“How to Make Solar Systems”

“How to Make Solar Systems” January 8, 2018


Titan, as seen before Huygens in 2005
A 2005 NASA artist’s speculative depiction of the surface of Titan. (Public Domain)


More notes from Chris Impey, University Distinguished Professor and Deputy Head of the Department of Astronomy at the University of Arizona, extracted from his book How It Began: A Time-Traveler’s Guide to the Universe (New York and London: W. W. Norton and Company, 2012):


It seems simple enough.  Take a large, diffuse cloud of gas and dust.  Give it a nudge.  Watch as it collapses by gravity.  It has some spin so that spin gets amplified as it shrinks, and the result is a much smaller and denser rotating disk.  At the center of the cloud a new star ignites.  Grit particles in the disk collide and grow, from dust grains to planets.  Radiation from the young star drives out leftover gas close in, leaving rocky planets at small distances and rocky cores that can attract large gassy envelopes farther out.  Voilà.

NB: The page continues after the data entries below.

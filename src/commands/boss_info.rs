// Boss reference data behind the /boss and /keys commands.

use crate::discord::EmbedMessage;

use super::{title_case, MAX_CHOICES};

const WIKI_BASE: &str = "https://wiki.idleclans.com/index.php/";

#[derive(Debug, Clone, Copy, PartialEq, Eq)]
pub struct BossInfo {
    pub name: &'static str,
    pub attack_style: &'static str,
    pub attack_weakness: &'static str,
    pub wiki: &'static str,
    pub trim_colour: u32,
    pub key: &'static str,
}

pub const BOSSES: &[BossInfo] = &[
    BossInfo { name: "zeus", attack_style: "Magic", attack_weakness: "Archery", wiki: "Zeus", trim_colour: 0xFFD700, key: "godly" },
    BossInfo { name: "medusa", attack_style: "Archery", attack_weakness: "Slash", wiki: "Medusa", trim_colour: 0xD3D3D3, key: "stone" },
    BossInfo { name: "hades", attack_style: "Magic", attack_weakness: "Stab", wiki: "Hades", trim_colour: 0x0000FF, key: "underworld" },
    BossInfo { name: "griffin", attack_style: "Melee", attack_weakness: "Crush", wiki: "Griffin", trim_colour: 0xB8860B, key: "mountain" },
    BossInfo { name: "devil", attack_style: "Melee", attack_weakness: "Pound", wiki: "Devil", trim_colour: 0xFF0000, key: "burning" },
    BossInfo { name: "chimera", attack_style: "Melee", attack_weakness: "Magic", wiki: "Chimera", trim_colour: 0x00FF00, key: "mutated" },
    BossInfo { name: "sobek", attack_style: "Archery", attack_weakness: "None", wiki: "Sobek", trim_colour: 0x00FF00, key: "ancient" },
    BossInfo { name: "kronos", attack_style: "Archery,Magic,Melee", attack_weakness: "Differs(Archery,Magic,Melee)", wiki: "Kronos", trim_colour: 0x00FF00, key: "krono's book" },
    BossInfo { name: "mesines", attack_style: "Melee/Magic", attack_weakness: "Archery", wiki: "Mesines", trim_colour: 0x00FF00, key: "otherworldly" },
];

/// Case-insensitive lookup by boss name.
pub fn find_by_name(name: &str) -> Option<&'static BossInfo> {
    let name = name.to_lowercase();
    BOSSES.iter().find(|b| b.name == name)
}

/// Case-insensitive lookup by key name.
pub fn find_by_key(key: &str) -> Option<&'static BossInfo> {
    let key = key.to_lowercase();
    BOSSES.iter().find(|b| b.key == key)
}

fn choices(current: &str, field: fn(&BossInfo) -> &'static str) -> Vec<(String, String)> {
    let current = current.to_lowercase();
    BOSSES
        .iter()
        .map(field)
        .filter(|value| value.contains(current.as_str()))
        .take(MAX_CHOICES)
        .map(|value| (title_case(value), value.to_string()))
        .collect()
}

/// Autocomplete choices `(label, value)` for boss names containing `current`.
pub fn boss_choices(current: &str) -> Vec<(String, String)> {
    choices(current, |b| b.name)
}

pub fn key_choices(current: &str) -> Vec<(String, String)> {
    choices(current, |b| b.key)
}

pub fn boss_embed(requested: &str, boss: &BossInfo) -> EmbedMessage {
    EmbedMessage {
        title: title_case(requested),
        description: format!(
            "Key needed: **{}**\nAttack style: 🛡️{}\nAttack style weakness: ⚔️{}",
            title_case(boss.key),
            boss.attack_style,
            boss.attack_weakness
        ),
        url: Some(format!("{WIKI_BASE}{}", boss.wiki)),
        colour: boss.trim_colour,
        ..Default::default()
    }
}

pub fn key_embed(requested: &str, boss: &BossInfo) -> EmbedMessage {
    EmbedMessage {
        title: format!("{requested} key"),
        description: format!(
            "**{}**\nAttack style: 🛡️{}\nAttack style weakness: ⚔️{}",
            title_case(boss.name),
            boss.attack_style,
            boss.attack_weakness
        ),
        url: Some(format!("{WIKI_BASE}{}", boss.wiki)),
        colour: boss.trim_colour,
        ..Default::default()
    }
}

This picture is complicated by collisions, and interactions between the planets that can rearrange their orbits, but it seems to hang together.  However, with only one solar system to study it might be a just-so story we’ve invented to account for the quirks of our neighborhood.  With more than 700 exoplanets to learn from, including over 100 in multiple planet systems, the goal is a general theory of how planets form.  (57-58)


And that, of course, is a thoroughly sound and thoroughly scientific goal.


But it’s very different in nature from the goal of most historical scholarship, as that goal was explained by Hans-Georg Gadamer in the quotation from him that I shared in a blog entry that I posted on Sunday:


“Is genuine knowledge available beyond the sciences?”


Science, it seems, is not the only path to knowledge.


Dr. Impey then proceeds to explain some of the outstanding issues and disputes that — please forgive this! — revolve around the origins of our own and other solar systems.


Confusion and complexity reign in the subject of planet formation.  More data aren’t always leading to more clarity.  (60)




In that light, this is interesting:


“BYU professor part of finalist team for NASA mission”


I’m pleased to be able to point out that Dr. Jani Radebaugh has participated in both of the symposia that the Interpreter Foundation has sponsored, thus far, on science and Mormonism:


Science and Mormonism: Cosmos, Earth, and Man


“The Outer Solar System: A Window to the Creative Breadth of Divinity”


Introduction to Dr. Guy Consolmagno, S.J.,  “Keynote Address: Astronomy, God, and the Search for Elegance”


I’m sure that I speak for everybody else associated with the Foundation in wishing Professor Radebaugh and the Dragonfly team resounding success.  What a thrilling effort in which to be involved!